I only draw subjects which I have observed, believing that the unique character of each species is as important as the accurate
detail of both bird and background. The Jizz, as bird lovers call it, has to be right. Currently I exhibit in galleries from Tain in the North of Scotland to the South of England, living in Moray and flying sailplanes with the buzzards and, just occasionally, the eagles that own the Cairngorm massif.

Technique - To draw birds the way I want to draw them you first have to get close to them. Some times this just takes patience and cunning but more often it requires some technical assistance in the form of a portable bird hide. Of course things are never as simple as that. The first time I put the bird hide up it was in the garden near the feeders. It seemed like a good place to start....until the shadows and scratching noises on the roof made me realise that it also made a good place to perch. I couldn't see a thing.

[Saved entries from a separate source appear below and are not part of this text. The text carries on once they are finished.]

// core/src/models/review.rs

use chrono::NaiveDate;
use serde::{Deserialize, Serialize};
use sqlx::FromRow;

use crate::validation::FieldErrors;

#[derive(Debug, Clone, PartialEq, Eq, Serialize, FromRow)]
pub struct Review {
  pub id: i64,
  pub product_id: i64,
  pub name: String,
  pub description: String,
  pub date: NaiveDate,
}

#[derive(Debug, Clone, Deserialize)]
pub struct ReviewInput {
  #[serde(default)]
  pub name: String,
  #[serde(default)]
  pub description: String,
}

#[derive(Debug, Clone, Default, Deserialize)]
pub struct ReviewPatch {
  pub name: Option<String>,
  pub description: Option<String>,
}

impl ReviewInput {
  pub fn validate(&self) -> FieldErrors {
    let mut errors = FieldErrors::new();
    errors.check_text("name", &self.name, 255);
    errors.check_text("description", &self.description, 10_000);
    errors
  }
}

impl ReviewPatch {
  pub fn apply_to(self, current: &Review) -> ReviewInput {
    ReviewInput {
      name: self.name.unwrap_or_else(|| current.name.clone()),
      description: self.description.unwrap_or_else(|| current.description.clone()),
    }
  }
}
//! Error types for the admin controller

use folio_client::{GatewayError, UploadError};

#[derive(Debug, thiserror::Error)]
pub enum ControllerError {
    /// Another save or delete is still in flight
    #[error("A save is already in progress")]
    SaveInProgress,

    /// A content save stopped at `key`. Keys in `written` were stored
    /// before the failure and stay stored.
    #[error("Failed to save '{key}' after writing {} field(s): {source}", written.len())]
    SaveFailure {
        key: String,
        written: Vec<String>,
        #[source]
        source: GatewayError,
    },

    #[error("Gateway error: {0}")]
    Gateway(#[from] GatewayError),

    #[error("Upload failed: {0}")]
    Upload(#[from] UploadError),
}

pub type Result<T> = std::result::Result<T, ControllerError>;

Since then there have been some memorable adventures with my small canvas hide. Some involved chest waders and a small stool to sit on as the tide, and the wigeon rose, around me. Or there was a stumbling night walk through a frozen forest to set up before dawn overlooking a black grouse lek. But the best laid plans don't always yield results. I have sat patiently for hours and been thwarted by a `friendly' dog, or been unable to set up the hide on an estuary as the sand was frozen solid.

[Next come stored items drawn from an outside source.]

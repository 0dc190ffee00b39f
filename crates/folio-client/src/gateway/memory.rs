//! In-process gateway with fault injection
//!
//! Holds both tables in memory and mimics the backend's observable
//! behavior: upsert-by-key, server-assigned project ids and timestamps,
//! `display_order` ordering. Reads and writes can be made to fail, and
//! writes can be held back behind a [`WriteGate`] to observe a save while
//! it is in flight.

use std::collections::HashSet;
use std::sync::Arc;

use async_trait::async_trait;
use chrono::Utc;
use parking_lot::Mutex;
use tokio::sync::Semaphore;

use crate::error::{GatewayError, Result};
use crate::gateway::DataGateway;
use crate::model::{
    ContentEntry, Project, ProjectDraft, Session, sort_by_display_order,
};

#[derive(Default)]
struct Faults {
    content_reads: bool,
    project_reads: bool,
    project_writes: bool,
    upsert_keys: HashSet<String>,
}

#[derive(Default)]
struct MemoryState {
    content: Vec<ContentEntry>,
    projects: Vec<Project>,
    session: Option<Session>,
    credentials: Option<(String, String)>,
    faults: Faults,
    upsert_log: Option<Vec<String>>,
    write_gate: Option<Arc<Semaphore>>,
}

/// Handle that releases writes held by [`MemoryGateway::gate_writes`]
#[derive(Clone)]
pub struct WriteGate {
    semaphore: Arc<Semaphore>,
}

impl WriteGate {
    /// Let every pending and future write through
    pub fn open(&self) {
        // Closing wakes all waiters; acquire on a closed semaphore returns at once
        self.semaphore.close();
    }
}

/// [`DataGateway`] kept entirely in memory
#[derive(Default)]
pub struct MemoryGateway {
    state: Mutex<MemoryState>,
}

impl MemoryGateway {
    pub fn new() -> Self {
        Self::default()
    }

    /// Seed content rows
    pub fn with_content<I, K, V>(self, entries: I) -> Self
    where
        I: IntoIterator<Item = (K, V)>,
        K: Into<String>,
        V: Into<String>,
    {
        {
            let mut state = self.state.lock();
            for (key, value) in entries {
                upsert(&mut state.content, key.into(), value.into());
            }
        }
        self
    }

    /// Seed project rows as-is
    pub fn with_projects(self, projects: Vec<Project>) -> Self {
        self.state.lock().projects.extend(projects);
        self
    }

    /// Accept this email/password pair in `sign_in`
    pub fn with_credentials(self, email: &str, password: &str) -> Self {
        self.state.lock().credentials = Some((email.to_string(), password.to_string()));
        self
    }

    pub fn fail_content_reads(&self, fail: bool) {
        self.state.lock().faults.content_reads = fail;
    }

    pub fn fail_project_reads(&self, fail: bool) {
        self.state.lock().faults.project_reads = fail;
    }

    pub fn fail_project_writes(&self, fail: bool) {
        self.state.lock().faults.project_writes = fail;
    }

    /// Make every upsert of `key` fail
    pub fn fail_upsert_on(&self, key: &str) {
        self.state.lock().faults.upsert_keys.insert(key.to_string());
    }

    /// Hold every subsequent write until the returned gate is opened
    pub fn gate_writes(&self) -> WriteGate {
        let semaphore = Arc::new(Semaphore::new(0));
        self.state.lock().write_gate = Some(semaphore.clone());
        WriteGate { semaphore }
    }

    /// Start logging the keys passed to `upsert_content`
    pub fn recording_upserts(self) -> Self {
        self.state.lock().upsert_log = Some(Vec::new());
        self
    }

    /// Keys passed to `upsert_content`, in call order, including failed
    /// ones. Empty unless [`recording_upserts`](Self::recording_upserts)
    /// was called.
    pub fn upsert_attempts(&self) -> Vec<String> {
        self.state.lock().upsert_log.clone().unwrap_or_default()
    }

    pub fn content_value(&self, key: &str) -> Option<String> {
        self.state
            .lock()
            .content
            .iter()
            .find(|e| e.key == key)
            .map(|e| e.value.clone())
    }

    pub fn project_count(&self) -> usize {
        self.state.lock().projects.len()
    }

    async fn wait_for_write(&self) {
        let gate = self.state.lock().write_gate.clone();
        if let Some(semaphore) = gate {
            // No permits are ever added, so this only returns once the gate is closed
            let _ = semaphore.acquire().await;
        }
    }
}

fn upsert(content: &mut Vec<ContentEntry>, key: String, value: String) {
    let now = Some(Utc::now());
    match content.iter_mut().find(|e| e.key == key) {
        Some(entry) => {
            entry.value = value;
            entry.updated_at = now;
        }
        None => content.push(ContentEntry {
            key,
            value,
            updated_at: now,
        }),
    }
}

fn unavailable(what: &str) -> GatewayError {
    GatewayError::Unavailable(format!("{} failed", what))
}

#[async_trait]
impl DataGateway for MemoryGateway {
    async fn session(&self) -> Option<Session> {
        let mut state = self.state.lock();
        if state
            .session
            .as_ref()
            .is_some_and(|s| s.is_expired(Utc::now()))
        {
            state.session = None;
        }
        state.session.clone()
    }

    async fn sign_in(&self, email: &str, password: &str) -> Result<Session> {
        let mut state = self.state.lock();
        let accepted = state
            .credentials
            .as_ref()
            .is_some_and(|(e, p)| e == email && p == password);
        if !accepted {
            return Err(GatewayError::AuthFailed(
                "Invalid login credentials".to_string(),
            ));
        }

        let session = Session {
            access_token: uuid::Uuid::new_v4().to_string(),
            refresh_token: None,
            expires_at: Utc::now() + chrono::Duration::hours(1),
            user_email: Some(email.to_string()),
        };
        state.session = Some(session.clone());
        Ok(session)
    }

    async fn sign_out(&self) -> Result<()> {
        self.state.lock().session = None;
        Ok(())
    }

    async fn list_content(&self) -> Result<Vec<ContentEntry>> {
        let state = self.state.lock();
        if state.faults.content_reads {
            return Err(unavailable("site_content select"));
        }
        Ok(state.content.clone())
    }

    async fn upsert_content(&self, key: &str, value: &str) -> Result<()> {
        self.wait_for_write().await;
        let mut state = self.state.lock();
        if let Some(log) = state.upsert_log.as_mut() {
            log.push(key.to_string());
        }
        if state.faults.upsert_keys.contains(key) {
            return Err(unavailable("site_content upsert"));
        }
        upsert(&mut state.content, key.to_string(), value.to_string());
        Ok(())
    }

    async fn list_projects(&self) -> Result<Vec<Project>> {
        let state = self.state.lock();
        if state.faults.project_reads {
            return Err(unavailable("projects select"));
        }
        let mut projects = state.projects.clone();
        sort_by_display_order(&mut projects);
        Ok(projects)
    }

    async fn insert_project(&self, draft: &ProjectDraft) -> Result<()> {
        self.wait_for_write().await;
        let mut state = self.state.lock();
        if state.faults.project_writes {
            return Err(unavailable("projects insert"));
        }
        let now = Some(Utc::now());
        let mut project = Project {
            id: uuid::Uuid::new_v4().to_string(),
            created_at: now,
            updated_at: now,
            ..Default::default()
        };
        draft.apply_to(&mut project);
        state.projects.push(project);
        Ok(())
    }

    async fn update_project(&self, id: &str, draft: &ProjectDraft) -> Result<()> {
        self.wait_for_write().await;
        let mut state = self.state.lock();
        if state.faults.project_writes {
            return Err(unavailable("projects update"));
        }
        // Like an `id=eq.` filter, an unknown id matches nothing and is not an error
        if let Some(project) = state.projects.iter_mut().find(|p| p.id == id) {
            draft.apply_to(project);
            project.updated_at = Some(Utc::now());
        }
        Ok(())
    }

    async fn delete_project(&self, id: &str) -> Result<()> {
        self.wait_for_write().await;
        let mut state = self.state.lock();
        if state.faults.project_writes {
            return Err(unavailable("projects delete"));
        }
        state.projects.retain(|p| p.id != id);
        Ok(())
    }
}

#[cfg(test)]
mod tests {
    use super::*;

    fn project(id: &str, name: &str, order: i32) -> Project {
        Project {
            id: id.to_string(),
            name: name.to_string(),
            display_order: order,
            ..Default::default()
        }
    }

    #[tokio::test]
    async fn test_upsert_overwrites_by_key() {
        let gateway = MemoryGateway::new()
            .with_content([("hero_tagline", "old")])
            .recording_upserts();

        gateway.upsert_content("hero_tagline", "new").await.unwrap();
        gateway.upsert_content("resume_url", "/cv.pdf").await.unwrap();

        let rows = gateway.list_content().await.unwrap();
        assert_eq!(rows.len(), 2);
        assert_eq!(gateway.content_value("hero_tagline").as_deref(), Some("new"));
        assert_eq!(gateway.upsert_attempts(), vec!["hero_tagline", "resume_url"]);
    }

    #[tokio::test]
    async fn test_upserts_not_logged_by_default() {
        let gateway = MemoryGateway::new();
        gateway.upsert_content("hero_tagline", "new").await.unwrap();

        assert!(gateway.upsert_attempts().is_empty());
        assert_eq!(gateway.content_value("hero_tagline").as_deref(), Some("new"));
    }

    #[tokio::test]
    async fn test_projects_listed_by_display_order() {
        let gateway = MemoryGateway::new().with_projects(vec![
            project("3", "DONSTROY", 4),
            project("1", "SPINE", 1),
            project("2", "ALIA", 1),
        ]);

        let names: Vec<_> = gateway
            .list_projects()
            .await
            .unwrap()
            .into_iter()
            .map(|p| p.name)
            .collect();
        assert_eq!(names, vec!["SPINE", "ALIA", "DONSTROY"]);
    }

    #[tokio::test]
    async fn test_insert_assigns_id_and_timestamps() {
        let gateway = MemoryGateway::new();
        gateway
            .insert_project(&ProjectDraft::named("LEVEL GROUP"))
            .await
            .unwrap();

        let projects = gateway.list_projects().await.unwrap();
        assert_eq!(projects.len(), 1);
        assert!(!projects[0].id.is_empty());
        assert!(projects[0].created_at.is_some());
    }

    #[tokio::test]
    async fn test_sign_in() {
        let gateway = MemoryGateway::new().with_credentials("me@site.dev", "secret");

        assert!(gateway.sign_in("me@site.dev", "wrong").await.is_err());
        assert!(gateway.access_token().await.is_none());

        gateway.sign_in("me@site.dev", "secret").await.unwrap();
        assert!(gateway.access_token().await.is_some());

        gateway.sign_out().await.unwrap();
        assert!(gateway.session().await.is_none());
    }

    #[tokio::test]
    async fn test_injected_faults() {
        let gateway = MemoryGateway::new().recording_upserts();
        gateway.fail_content_reads(true);
        gateway.fail_upsert_on("bad");

        assert!(matches!(
            gateway.list_content().await,
            Err(GatewayError::Unavailable(_))
        ));
        assert!(gateway.upsert_content("bad", "x").await.is_err());
        assert!(gateway.upsert_content("good", "x").await.is_ok());
        assert_eq!(gateway.upsert_attempts(), vec!["bad", "good"]);
    }
}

For wilderness species it often pays to adopt a different approach and travel light - living in a goretex bivvy bag for a couple of days tunes me into the landscape. If you have the right equipment and
the weather is half kind this can be a very pleasant way to live. Out in the hills I am often surprised to find how moving gently and being patient, combined with knowledge of how different species behave, can get you right up close. And there is nothing to beat waking by a hill loch at dawn with black throated divers calling overhead or being woken by the splosh of a fish in the dead of night, to see the stars bright and mist on the water.

Back in my art room I prepare a piece of 300gm hot pressed water colour paper, the smoothest there is, and make a margin all round. This is because I like to tear the edge..... carefully.... when I've finished a piece, so that the paper is wholly in the exhibition mount, rather than the edge being concealed under the mount.

I start by lightly drawing the bird. Then with a 9B pencil I always complete the eye. It will generally be the darkest part of the picture and if the eye works then it seems that the picture will too. The rest of the bird is done in anything from the 9B to 6H, working the graphite into the paper with fingers, or with rolled up tubes of paper. Lastly I put in the background. The whitest part of the picture is the unmarked paper, with detail achieved by the use of a rubber cut into various widths, as fine as a few millimetres.

I always wait a day before signing the picture and fixing it... .just in case.